Responsibility for rebuilding dependent components, was: F-16 Branched report: 20110920 changes

Nils Philippsen nils at redhat.com
Tue Sep 20 16:00:57 UTC 2011


On Tue, 2011-09-20 at 11:45 -0400, Doug Ledford wrote:
> ----- Original Message -----
> > So when _is_ a good time to do binary-incompatible changes to
> > libraries?
> > 
> > * It's not after beta freeze, because they are unwanted at that time
> > 
> > * It's not 14 days before beta freeze, because they won't get out of
> > updates-testing in time
> > 
> > * It's not 14 days + 3 (4?) weeks before beta freeze - even if the
> > library gets out of updates-testing in time, its users may not be
> > rebuilt because the maintainer is on vacation.
> > 
> > * What if there are two layers of users that need to be rebuilt?
> > 
> > The delays just pile one upon another...
> >    Mirek
> 
> I'd like to expand on my previous email (the one where I played
> devil's advocate) and pick up where Mirek left off here.
> 
> I'm fine with our new early branched methodology, to a point.  I think
> it's a good idea that we do an early branch and separate our upcoming
> release from rawhide.  However, I think the process we use to get
> packages from updates-testing into the actual GA candidate tree is the
> problem.
> 
> I think we are gating package updates on the wrong thing: testing.  I
> say this because the *real* testing happens with the alpha/beta/rc
> candidate install images, not with individual testers pulling packages
> from updates-testing.  And when trying to stabilize a product for GA,
> you want *everyone* testing the updates, not just a few.
> 
> Instead, I think we ought to revamp the process like this:
> 
> Maintainer A builds new package B
> Maintainer A files a bodhi ticket for package B
> In that ticket, the maintainer is responsible for list each item of
> change from the previous package already in the compose tree.  For
> example, did the upstream source get bumped, did any new patches get

I'd like to mention that an upstream source getting bumped doesn't mean
anything per se, so we should rather have criteria agnostic of arbitrary
parameters like this. For instance, it shouldn't make a shred of
difference whether I apply a patch in the spec file, or upstream, all
other things being the same (i.e. if tarball-1.0 + patch == tarball-1.1
+ changes we want to have anyway like updated translations).

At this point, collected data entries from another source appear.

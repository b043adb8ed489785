//! Command-line runner for patternkit.
//!
//! Resolves a pattern's effective defaults the same way the gallery does
//! (user default, then factory default, then built-in defaults) and prints
//! the resulting data as CSV.
//!
//! ```text
//! pattern-runner trajectory lorenz --steps 5000 > lorenz.csv
//! pattern-runner --store presets.json save thomas "Wide" --set b=0.18 --default
//! pattern-runner --store presets.json presets thomas
//! pattern-runner noise --samples 256
//! ```
//!
//! Set `RUST_LOG=patternkit=debug` to see preset resolution details.

use std::io::{self, BufWriter, Write};
use std::path::{Path, PathBuf};
use std::result::Result;

use anyhow::{anyhow, bail, Context};
use clap::{Parser, Subcommand};
use patternkit::attractor::DEFAULT_DT;
use patternkit::noise::MAX_OCTAVES;
use patternkit::prelude::*;

#[derive(Parser)]
#[command(name = "pattern-runner", version, about = "Run patternkit attractors, noise and presets")]
struct Cli {
    /// JSON file used as preset storage. Presets are kept in memory if omitted.
    #[arg(long, global = true)]
    store: Option<PathBuf>,

    /// Factory preset bundle. The bundled presets are used if omitted.
    #[arg(long, global = true)]
    factory: Option<PathBuf>,

    #[command(subcommand)]
    command: Command,
}

#[derive(Subcommand)]
enum Command {
    /// Integrate an attractor and print `x,y,z` rows.
    Trajectory {
        /// Pattern id: lorenz, aizawa, halvorsen or thomas.
        pattern: String,
        #[arg(long, default_value_t = 10_000)]
        steps: usize,
        /// Timestep. Defaults to the pattern's `dt` control.
        #[arg(long)]
        dt: Option<f64>,
        /// Starting point as `x,y,z`.
        #[arg(long, default_value = "0.1,0,0", value_parser = parse_point)]
        start: Point3,
    },
    /// Sample the simplex noise pattern along a line and print `x,value` rows.
    Noise {
        #[arg(long, default_value_t = 128)]
        samples: usize,
        /// Overrides the pattern's `scale` control.
        #[arg(long)]
        scale: Option<f64>,
        /// Overrides the pattern's `octaves` control.
        #[arg(long, value_parser = clap::value_parser!(u32).range(1..=MAX_OCTAVES as i64))]
        octaves: Option<u32>,
    },
    /// List user and factory presets for a pattern.
    Presets { pattern: String },
    /// Save a user preset built from the pattern defaults plus overrides.
    Save {
        pattern: String,
        name: String,
        /// Control override as `key=value`. Repeatable.
        #[arg(long = "set", value_parser = parse_assignment)]
        values: Vec<(String, ParamValue)>,
        /// Also mark the preset as the user default.
        #[arg(long)]
        default: bool,
    },
}

fn main() -> anyhow::Result<()> {
    env_logger::init();
    let cli = Cli::parse();

    let mut store = PresetStore::new(open_storage(cli.store.as_deref())?);

    match &cli.factory {
        Some(path) => run(cli.command, &mut store, &FactoryPresets::new(FileFactoryPresets::new(path))),
        None => run(cli.command, &mut store, &FactoryPresets::new(BundledFactoryPresets::new())),
    }
}

/// Preset storage for `--store`, or an in-memory map. A store file that does
/// not parse is set aside and replaced by an empty one.
fn open_storage(path: Option<&Path>) -> anyhow::Result<Box<dyn Storage>> {
    Ok(match path {
        Some(path) => Box::new(
            FileStorage::open_or_empty(path).with_context(|| format!("Failed to open preset store {:?}", path))?,
        ),
        None => Box::new(MemoryStorage::new()),
    })
}

fn run<S: Storage, F: FactorySource>(
    command: Command,
    store: &mut PresetStore<S>,
    factory: &FactoryPresets<F>,
) -> anyhow::Result<()> {
    match command {
        Command::Trajectory {
            pattern,
            steps,
            dt,
            start,
        } => trajectory(&pattern, steps, dt, start, store, factory),
        Command::Noise {
            samples,
            scale,
            octaves,
        } => noise(samples, scale, octaves, store, factory),
        Command::Presets { pattern } => presets(&pattern, store, factory),
        Command::Save {
            pattern,
            name,
            values,
            default,
        } => save(&pattern, &name, values, default, store),
    }
}

fn lookup_pattern(id: &str) -> anyhow::Result<PatternDefinition> {
    builtin_pattern(id).ok_or_else(|| {
        let known: Vec<String> = builtin_patterns().into_iter().map(|p| p.id).collect();
        anyhow!("Unknown pattern {:?}. Known patterns: {}", id, known.join(", "))
    })
}

fn resolved_values<S: Storage, F: FactorySource>(
    pattern: &PatternDefinition,
    store: &PresetStore<S>,
    factory: &FactoryPresets<F>,
) -> ParamMap {
    let resolver = PresetResolver::new(store, factory);
    let resolved = pollster::block_on(resolver.resolve(&pattern.id));
    match resolved.preset() {
        Some(preset) => log::info!("{}: using {} preset {:?}", pattern.id, resolved.source(), preset.name),
        None => log::info!("{}: using built-in defaults", pattern.id),
    }
    resolved.values(pattern)
}

fn trajectory<S: Storage, F: FactorySource>(
    pattern_id: &str,
    steps: usize,
    dt: Option<f64>,
    start: Point3,
    store: &PresetStore<S>,
    factory: &FactoryPresets<F>,
) -> anyhow::Result<()> {
    let pattern = lookup_pattern(pattern_id)?;
    let values = resolved_values(&pattern, store, factory);
    let Some(attractor) = Attractor::from_parameters(&pattern.id, &values) else {
        bail!("{:?} is not an attractor pattern", pattern.id);
    };
    let dt = dt
        .or_else(|| values.get("dt").and_then(ParamValue::as_f64))
        .unwrap_or(DEFAULT_DT);

    let mut out = BufWriter::new(io::stdout().lock());
    writeln!(out, "x,y,z")?;
    let mut diverged = 0usize;
    for p in attractor.trajectory(start, dt).take(steps) {
        if !p.is_finite() {
            diverged += 1;
            continue;
        }
        writeln!(out, "{},{},{}", p.x, p.y, p.z)?;
    }
    out.flush()?;

    if diverged > 0 {
        log::warn!("{} of {} points diverged and were skipped", diverged, steps);
    }
    Ok(())
}

fn noise<S: Storage, F: FactorySource>(
    samples: usize,
    scale: Option<f64>,
    octaves: Option<u32>,
    store: &PresetStore<S>,
    factory: &FactoryPresets<F>,
) -> anyhow::Result<()> {
    let pattern = lookup_pattern("simplex-noise")?;
    let values = resolved_values(&pattern, store, factory);
    let scale = scale
        .or_else(|| values.get("scale").and_then(ParamValue::as_f64))
        .unwrap_or(1.0);
    let octaves = octaves
        .or_else(|| values.get("octaves").and_then(ParamValue::as_f64).map(|o| o as u32))
        .unwrap_or(1);

    let mut cache = NoiseCache::new();
    let generator = cache.generator(&pattern.id);

    let mut out = BufWriter::new(io::stdout().lock());
    writeln!(out, "x,value")?;
    for i in 0..samples {
        let x = i as f64 / samples.max(1) as f64 * scale;
        writeln!(out, "{},{}", x, generator.fbm3(x, 0.0, 0.0, octaves))?;
    }
    out.flush()?;
    Ok(())
}

fn presets<S: Storage, F: FactorySource>(
    pattern_id: &str,
    store: &PresetStore<S>,
    factory: &FactoryPresets<F>,
) -> anyhow::Result<()> {
    let pattern = lookup_pattern(pattern_id)?;
    let resolver = PresetResolver::new(store, factory);
    let resolved = pollster::block_on(resolver.resolve(&pattern.id));
    let effective_id = resolved.preset().map(|p| p.id.clone());
    let marker = |id: &str| if effective_id.as_deref() == Some(id) { "*" } else { " " };

    println!("{} ({})", pattern.name, pattern.id);
    println!("  user presets:");
    for preset in store.presets_for(&pattern.id) {
        println!("   {} {} [{}] {}", marker(&preset.id), preset.name, preset.content_hash, preset.created_at.to_rfc3339());
    }
    println!("  factory presets:");
    for preset in pollster::block_on(factory.load_or_empty()).iter().filter(|p| p.generator_type == pattern.id) {
        println!("   {} {} [{}]", marker(&preset.id), preset.name, preset.content_hash);
    }
    println!("  effective default: {}", resolved.source());
    Ok(())
}

fn save<S: Storage>(
    pattern_id: &str,
    name: &str,
    overrides: Vec<(String, ParamValue)>,
    make_default: bool,
    store: &mut PresetStore<S>,
) -> anyhow::Result<()> {
    let pattern = lookup_pattern(pattern_id)?;
    let mut values = pattern.default_values();
    for (key, value) in overrides {
        let Some(control) = pattern.control(&key) else {
            bail!("Pattern {:?} has no control {:?}", pattern.id, key);
        };
        if !control.kind.accepts(&value) {
            bail!("Value {} is not valid for control {:?}", value, key);
        }
        values.insert(key, value);
    }

    let preset = store.save_preset(name, &pattern.id, values)?;
    if make_default {
        store.set_user_default(&preset.id)?;
    }
    println!("{} {}", preset.id, preset.content_hash);
    Ok(())
}

fn parse_point(s: &str) -> Result<Point3, String> {
    let parts: Vec<f64> = s
        .split(',')
        .map(|c| c.trim().parse::<f64>().map_err(|e| format!("{:?}: {}", c, e)))
        .collect::<Result<_, _>>()?;
    match parts.as_slice() {
        [x, y, z] => Ok(Point3::new(*x, *y, *z)),
        _ => Err(format!("expected x,y,z but got {} components", parts.len())),
    }
}

fn parse_assignment(s: &str) -> Result<(String, ParamValue), String> {
    let (key, raw) = s
        .split_once('=')
        .ok_or_else(|| format!("expected key=value, got {:?}", s))?;
    let value = match raw {
        "true" => ParamValue::Bool(true),
        "false" => ParamValue::Bool(false),
        _ => match raw.parse::<f64>() {
            Ok(n) => ParamValue::Number(n),
            Err(_) => ParamValue::Text(raw.to_string()),
        },
    };
    Ok((key.trim().to_string(), value))
}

>  applied, did any old patches stop being applied, are the changes
> verified bug fixes as tested in rawhide, are the changes isolated or
> are there feature additions as well, will this update create
> dependency problems from things such as an soname bump, will other
> packages need to be rebuilt.

^^ This.

> Finally, the bodhi update should be reviewed by people from release
> engineering, and if the ticket meets the requirements of a reasonable
> change at this late stage of the game, the ticket should be approved
> and the package pushed to stable.
> 
> The point of this process is that when stabilizing the product for GA,
> we want to minimize unnecessary or risky churn, and that doesn't need
> testing, that needs a human to make a judgement call.  Then, once the
> judgement call is made, we need as much testing as possible to make
> the release as good as possible.  Holding things up in updates-testing
> and then releasing them later throws away untold instances of testing,
> wasting those resources on a package that may never be on the final
> product.  We need to make that judgement call, put the package in if
> we are going to, test the hell out of it, and fix any breakage we
> find.  We need this iterative "test, report breakage, fix, retest"
> process to be as fast as possible, and our current process moves at
> the speed of a salt coated slug.
> 
> That's my proposed process for our early branched release.  Thoughts?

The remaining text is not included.